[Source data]

//! Built-in lexical conventions for the languages cmtcount understands.

use std::path::Path;

use crate::error::CmtError;

/// Key used when neither `--lang` nor `CMTCOUNT_LANG` is given.
pub const DEFAULT_LANGUAGE: &str = "c";

/// Lexical conventions of one source language.
///
/// Only the markers the scanner needs are described here; anything else about
/// the language (keywords, preprocessor, nesting rules) is ignored.
#[derive(Debug, PartialEq, Eq)]
pub struct LanguageSpec {
    /// Registry key, always lowercase.
    pub key: &'static str,
    /// Human readable name used in reports and messages.
    pub name: &'static str,
    /// Marker that starts a comment running to the end of the line.
    pub inline_comment: &'static str,
    pub block_comment_start: &'static str,
    pub block_comment_end: &'static str,
    /// Inside a string, this character and the one after it are skipped.
    pub escape: char,
    /// A line whose last character is this carries an open inline comment
    /// onto the next line.
    pub line_continuation: char,
    /// Tried in order; the first one that matches opens the string.
    pub string_delimiters: &'static [&'static str],
    /// Lowercase, without the leading dot.
    pub extensions: &'static [&'static str],
}

static C: LanguageSpec = LanguageSpec {
    key: "c",
    name: "C/C++",
    inline_comment: "//",
    block_comment_start: "/*",
    block_comment_end: "*/",
    escape: '\\',
    line_continuation: '\\',
    string_delimiters: &["\"", "'"],
    extensions: &["c", "cpp", "h", "hpp"],
};

static CSHARP: LanguageSpec = LanguageSpec {
    key: "csharp",
    name: "C#",
    inline_comment: "//",
    block_comment_start: "/*",
    block_comment_end: "*/",
    escape: '\\',
    line_continuation: '\\',
    string_delimiters: &["\"", "'"],
    extensions: &["cs"],
};

static GO: LanguageSpec = LanguageSpec {
    key: "go",
    name: "Go",
    inline_comment: "//",
    block_comment_start: "/*",
    block_comment_end: "*/",
    escape: '\\',
    line_continuation: '\\',
    string_delimiters: &["\"", "'", "`"],
    extensions: &["go"],
};

static JAVA: LanguageSpec = LanguageSpec {
    key: "java",
    name: "Java",
    inline_comment: "//",
    block_comment_start: "/*",
    block_comment_end: "*/",
    escape: '\\',
    line_continuation: '\\',
    string_delimiters: &["\"", "'"],
    extensions: &["java"],
};

static JAVASCRIPT: LanguageSpec = LanguageSpec {
    key: "javascript",
    name: "JavaScript",
    inline_comment: "//",
    block_comment_start: "/*",
    block_comment_end: "*/",
    escape: '\\',
    line_continuation: '\\',
    string_delimiters: &["\"", "'", "`"],
    extensions: &["js", "jsx", "mjs", "cjs"],
};

// Lifetimes make `'` useless as a delimiter here.
static RUST: LanguageSpec = LanguageSpec {
    key: "rust",
    name: "Rust",
    inline_comment: "//",
    block_comment_start: "/*",
    block_comment_end: "*/",
    escape: '\\',
    line_continuation: '\\',
    string_delimiters: &["\""],
    extensions: &["rs"],
};

/// Every language known to the registry, sorted by key.
pub static BUILTIN_LANGUAGES: &[&LanguageSpec] = &[&C, &CSHARP, &GO, &JAVA, &JAVASCRIPT, &RUST];

/// Resolve a registry key (case-insensitive) to its spec.
pub fn lookup(key: &str) -> Result<&'static LanguageSpec, CmtError> {
    let wanted = key.trim().to_lowercase();
    BUILTIN_LANGUAGES
        .iter()
        .copied()
        .find(|spec| spec.key == wanted)
        .ok_or_else(|| CmtError::UnknownLanguage {
            key: key.to_string(),
            available: available_keys(),
        })
}

/// Comma separated list of registry keys, for messages.
pub fn available_keys() -> String {
    BUILTIN_LANGUAGES
        .iter()
        .map(|spec| spec.key)
        .collect::<Vec<_>>()
        .join(", ")
}

impl LanguageSpec {
    /// True if the file's extension (case-insensitive) belongs to this language.
    pub fn matches_path(&self, path: &Path) -> bool {
        path.extension()
            .and_then(|ext| ext.to_str())
            .map(|ext| {
                let lower = ext.to_lowercase();
                self.extensions.iter().any(|known| *known == lower)
            })
            .unwrap_or(false)
    }

    /// Extensions rendered as `.c, .cpp, ...`.
    pub fn extension_list(&self) -> String {
        self.extensions
            .iter()
            .map(|ext| format!(".{}", ext))
            .collect::<Vec<_>>()
            .join(", ")
    }
}
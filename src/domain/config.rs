//! Export configuration.
//!
//! `AppConfig` mirrors the optional TOML configuration file; `ExportOptions`
//! is the resolved set of toggles handed to the export engine.

use std::path::PathBuf;

use serde::Deserialize;

/// How the featured image copy is named inside the item's directory.
#[derive(Debug, Clone, Copy, PartialEq, Eq, Default, Deserialize)]
#[serde(rename_all = "lowercase")]
pub enum FeaturedNaming {
    /// `<slug>.<ext>`, next to the body file.
    #[default]
    Slug,
    /// `<slug>.cover.<ext>`, never shares a name with the body file.
    Cover,
}

impl FeaturedNaming {
    /// Destination file name for a featured image with the given extension.
    #[must_use]
    pub fn file_name(self, slug: &str, extension: &str) -> String {
        match self {
            Self::Slug => format!("{slug}.{extension}"),
            Self::Cover => format!("{slug}.cover.{extension}"),
        }
    }
}

impl std::str::FromStr for FeaturedNaming {
    type Err = String;

    fn from_str(s: &str) -> Result<Self, Self::Err> {
        match s.to_lowercase().as_str() {
            "slug" => Ok(Self::Slug),
            "cover" => Ok(Self::Cover),
            _ => Err(format!("Unknown featured naming: {s}. Use: slug, cover")),
        }
    }
}

/// `[export]` section.
#[derive(Debug, Clone, Deserialize)]
pub struct ExportSection {
    /// Output directory.
    #[serde(default = "default_output_dir")]
    pub output_dir: PathBuf,

    /// Skip author export.
    #[serde(default)]
    pub no_authors: bool,

    /// Skip tag export.
    #[serde(default)]
    pub no_tags: bool,

    /// Skip image export.
    #[serde(default)]
    pub no_images: bool,
}

impl Default for ExportSection {
    fn default() -> Self {
        Self {
            output_dir: default_output_dir(),
            no_authors: false,
            no_tags: false,
            no_images: false,
        }
    }
}

fn default_output_dir() -> PathBuf {
    PathBuf::from("./output")
}

/// `[images]` section.
#[derive(Debug, Clone, Default, Deserialize)]
pub struct ImagesSection {
    #[serde(default)]
    pub featured_naming: FeaturedNaming,
}

/// Complete application configuration.
#[derive(Debug, Clone, Deserialize, Default)]
pub struct AppConfig {
    #[serde(default)]
    pub export: ExportSection,

    #[serde(default)]
    pub images: ImagesSection,
}

impl AppConfig {
    /// Default location of the configuration file, if the platform has one.
    #[must_use]
    pub fn default_config_path() -> Option<PathBuf> {
        dirs::config_dir().map(|d| d.join("publii-export").join("config.toml"))
    }
}

/// Resolved toggles for one export run.
#[derive(Debug, Clone, PartialEq, Eq)]
pub struct ExportOptions {
    pub output_dir: PathBuf,
    /// Restrict the export to these item identifiers.
    pub ids: Option<Vec<i64>>,
    pub export_authors: bool,
    pub export_tags: bool,
    pub export_images: bool,
    pub featured_naming: FeaturedNaming,
}

impl Default for ExportOptions {
    fn default() -> Self {
        Self::from(&AppConfig::default())
    }
}

impl From<&AppConfig> for ExportOptions {
    fn from(config: &AppConfig) -> Self {
        Self {
            output_dir: config.export.output_dir.clone(),
            ids: None,
            export_authors: !config.export.no_authors,
            export_tags: !config.export.no_tags,
            export_images: !config.export.no_images,
            featured_naming: config.images.featured_naming,
        }
    }
}
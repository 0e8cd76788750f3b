//! Domain layer - core types for the export.
//!
//! This layer contains pure domain models, configuration and error types
//! without any external dependencies (DB, IO, etc.).

pub mod config;
pub mod error;
pub mod models;
pub mod report;

pub use config::{AppConfig, ExportOptions, FeaturedNaming};
pub use error::{AppError, Result};
pub use models::{
    AdditionalData, Author, Classification, ContentItem, ContentKind, EditorKind, ExportRecord,
    FeaturedImage, MediaReference, PublicationState, Tag,
};
pub use report::{ExportEvent, ExportReport, ImageClass, MissingMedia};
//! Site export service.
//!
//! Orchestrates the lookup load and the per-item pipeline, writing through a
//! `LayoutWriter` and tallying everything into an `ExportReport`.

use std::path::{Path, PathBuf};

use crate::domain::{ExportEvent, ExportOptions, ExportReport, Result};
use crate::infrastructure::{LayoutWriter, SiteSource};

use super::classifier::classify;
use super::composer::compose;
use super::lookup::Lookups;
use super::media::MediaReconciler;

/// Exports one site database into an output tree.
pub struct Exporter<'a, S: SiteSource, L: LayoutWriter> {
    source: &'a S,
    layout: &'a L,
    options: &'a ExportOptions,
    /// Directory containing the site database and its `media/` tree.
    project_root: PathBuf,
}

impl<'a, S: SiteSource, L: LayoutWriter> Exporter<'a, S, L> {
    #[must_use]
    pub fn new(
        source: &'a S,
        layout: &'a L,
        options: &'a ExportOptions,
        project_root: impl Into<PathBuf>,
    ) -> Self {
        Self {
            source,
            layout,
            options,
            project_root: project_root.into(),
        }
    }

    /// Runs the export, reporting each written entity to `on_event`.
    ///
    /// # Errors
    /// Returns error if a query fails or the output tree cannot be written.
    pub fn run(&self, mut on_event: impl FnMut(&ExportEvent)) -> Result<ExportReport> {
        let mut report = ExportReport::default();
        let output = &self.options.output_dir;

        tracing::info!("Exporting to: {}", output.display());
        self.layout.create_dir_all(output)?;

        let lookups = Lookups::load(self.source, self.options)?;

        if self.options.export_authors {
            self.export_authors(&lookups, &mut report, &mut on_event)?;
        }
        if self.options.export_tags {
            self.export_tags(&lookups, &mut report, &mut on_event)?;
        }
        self.export_items(&lookups, &mut report, &mut on_event)?;

        tracing::info!(
            items = report.item_count(),
            featured = report.featured_copied,
            inline = report.inline_copied,
            "Export finished"
        );

        Ok(report)
    }

    fn export_authors(
        &self,
        lookups: &Lookups,
        report: &mut ExportReport,
        on_event: &mut impl FnMut(&ExportEvent),
    ) -> Result<()> {
        let dir = self.options.output_dir.join("authors");
        self.layout.create_dir_all(&dir)?;

        for author in lookups.authors() {
            self.layout
                .write_json(&dir.join(format!("{}.json", author.username)), author)?;
            report.authors += 1;
            on_event(&ExportEvent::Author {
                username: author.username.clone(),
                name: author.name.clone(),
            });
        }

        Ok(())
    }

    fn export_tags(
        &self,
        lookups: &Lookups,
        report: &mut ExportReport,
        on_event: &mut impl FnMut(&ExportEvent),
    ) -> Result<()> {
        let dir = self.options.output_dir.join("tags");
        self.layout.create_dir_all(&dir)?;

        for tag in lookups.tags() {
            self.layout
                .write_json(&dir.join(format!("{}.json", tag.slug)), tag)?;
            report.tags += 1;
            on_event(&ExportEvent::Tag {
                slug: tag.slug.clone(),
                name: tag.name.clone(),
            });
        }

        Ok(())
    }

    fn export_items(
        &self,
        lookups: &Lookups,
        report: &mut ExportReport,
        on_event: &mut impl FnMut(&ExportEvent),
    ) -> Result<()> {
        let items = self.source.fetch_posts(self.options.ids.as_deref())?;
        let reconciler = MediaReconciler::new(
            self.layout,
            self.project_root.as_path(),
            self.options.featured_naming,
        );

        for item in &items {
            let classification = classify(item.status.as_deref(), lookups.additional_data(item.id));
            let target_dir = self.options.output_dir.join(classification.relative_dir());
            self.layout.create_dir_all(&target_dir)?;
            report.record_item(&classification);

            let body_path = target_dir.join(format!("{}.{}", item.slug, classification.extension()));
            self.layout
                .write_text(&body_path, item.text.as_deref().unwrap_or_default())?;

            let record = compose(item, lookups, self.options);
            let outcome = reconciler.reconcile(item, &target_dir, lookups, report)?;

            self.layout
                .write_json(&target_dir.join(format!("{}.metadata.json", item.slug)), &record)?;

            on_event(&ExportEvent::Item {
                classification,
                slug: item.slug.clone(),
                title: item.title.clone(),
                inline_copied: outcome.inline_copied,
                featured_copied: outcome.featured_copied,
            });
        }

        Ok(())
    }
}

/// Directory holding the site database, used as the media root.
#[must_use]
pub fn project_root(db_path: &Path) -> PathBuf {
    match db_path.parent() {
        Some(parent) if !parent.as_os_str().is_empty() => parent.to_path_buf(),
        _ => PathBuf::from("."),
    }
}
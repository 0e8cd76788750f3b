//! Configuration file loading.
//!
//! Reads the optional TOML configuration file.

use std::fs;
use std::path::Path;

use crate::domain::{AppConfig, AppError, Result};

/// Load configuration from an explicit path, or from the default location
/// when it exists.
///
/// # Errors
/// Returns error if an explicit file is missing, or if a file exists but
/// cannot be read or parsed.
pub fn load_config(explicit: Option<&Path>) -> Result<AppConfig> {
    if let Some(path) = explicit {
        if !path.is_file() {
            return Err(AppError::Config {
                message: format!("Config file not found: {}", path.display()),
            });
        }
        return load_config_from_file(path);
    }

    match AppConfig::default_config_path() {
        Some(path) if path.is_file() => load_config_from_file(&path),
        _ => Ok(AppConfig::default()),
    }
}

/// Load configuration from a specific file.
///
/// # Errors
/// Returns error if file cannot be read or parsed.
pub fn load_config_from_file(path: &Path) -> Result<AppConfig> {
    let content = fs::read_to_string(path)
        .map_err(|e| AppError::io(format!("Failed to read config file: {}", path.display()), e))?;

    let config = toml::from_str(&content).map_err(|e| AppError::Config {
        message: format!("Failed to parse config file: {e}"),
    })?;

    tracing::info!(path = %path.display(), "Configuration loaded");

    Ok(config)
}
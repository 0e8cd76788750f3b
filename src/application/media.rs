//! Media reconciliation.
//!
//! Matches an item's referenced images against the site's media directory,
//! copies what exists and records what is missing in the report.

use std::path::{Path, PathBuf};

use crate::domain::{ContentItem, ExportReport, FeaturedNaming, ImageClass, Result};
use crate::infrastructure::LayoutWriter;

use super::composer::featured_media;
use super::lookup::Lookups;

/// Per-item outcome, used for the progress line.
#[derive(Debug, Clone, Copy, Default, PartialEq, Eq)]
pub struct MediaOutcome {
    pub featured_copied: bool,
    pub inline_copied: usize,
}

/// Copies an item's media into its output directory.
pub struct MediaReconciler<'a, L: LayoutWriter> {
    layout: &'a L,
    project_root: &'a Path,
    naming: FeaturedNaming,
}

impl<'a, L: LayoutWriter> MediaReconciler<'a, L> {
    #[must_use]
    pub const fn new(layout: &'a L, project_root: &'a Path, naming: FeaturedNaming) -> Self {
        Self {
            layout,
            project_root,
            naming,
        }
    }

    /// Where the site keeps an item's media file.
    #[must_use]
    pub fn source_path(&self, item_id: i64, filename: &str) -> PathBuf {
        self.project_root
            .join("media")
            .join("posts")
            .join(item_id.to_string())
            .join(filename)
    }

    /// Processes the featured image and all inline images of `item`.
    ///
    /// Lookups built with images disabled hold no media, so nothing is copied.
    ///
    /// # Errors
    /// Returns error if a directory, copy or metadata write fails.
    pub fn reconcile(
        &self,
        item: &ContentItem,
        target_dir: &Path,
        lookups: &Lookups,
        report: &mut ExportReport,
    ) -> Result<MediaOutcome> {
        let mut outcome = MediaOutcome::default();

        if let Some(media) = featured_media(item, lookups) {
            let filename = media.filename();
            if filename.is_empty() {
                tracing::debug!(slug = %item.slug, "Featured image has no file name, skipping");
            } else {
                let src = self.source_path(item.id, filename);
                let extension = Path::new(filename)
                    .extension()
                    .map(|ext| ext.to_string_lossy().into_owned())
                    .unwrap_or_default();
                let dest = target_dir.join(self.naming.file_name(&item.slug, &extension));

                if self.layout.is_file(&src) {
                    self.layout.copy_file(&src, &dest)?;
                    report.record_copied(ImageClass::Featured);
                    outcome.featured_copied = true;
                } else {
                    tracing::info!(slug = %item.slug, path = %src.display(), "Featured image missing");
                    report.record_missing(ImageClass::Featured, &item.slug, src);
                }
            }
        }

        let dir = target_dir.join(&item.slug);
        let mut dir_created = false;
        for media in lookups.inline_images(item.id, item.featured_image_id) {
            let filename = media.filename();
            if filename.is_empty() {
                tracing::debug!(slug = %item.slug, id = media.id, "Inline image has no file name, skipping");
                continue;
            }

            if !dir_created {
                self.layout.create_dir_all(&dir)?;
                dir_created = true;
            }

            let src = self.source_path(item.id, filename);
            if self.layout.is_file(&src) {
                self.layout.copy_file(&src, &dir.join(filename))?;
                report.record_copied(ImageClass::Inline);
                outcome.inline_copied += 1;
            } else {
                tracing::info!(slug = %item.slug, path = %src.display(), "Inline image missing");
                report.record_missing(ImageClass::Inline, &item.slug, src);
            }

            self.layout
                .write_json(&dir.join(format!("{filename}.metadata.json")), media)?;
        }

        Ok(outcome)
    }
}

### EXERCISE GOAL:
Of all the entries above, output exactly the lines between the one holding "dir_created = true;" and the one holding "self.layout.copy_file(&src, &dir.join(filename))?;", inclusive.

### COMPLETED TASK:
                dir_created = true;
            }

            let src = self.source_path(item.id, filename);
            if self.layout.is_file(&src) {
                self.layout.copy_file(&src, &dir.join(filename))?;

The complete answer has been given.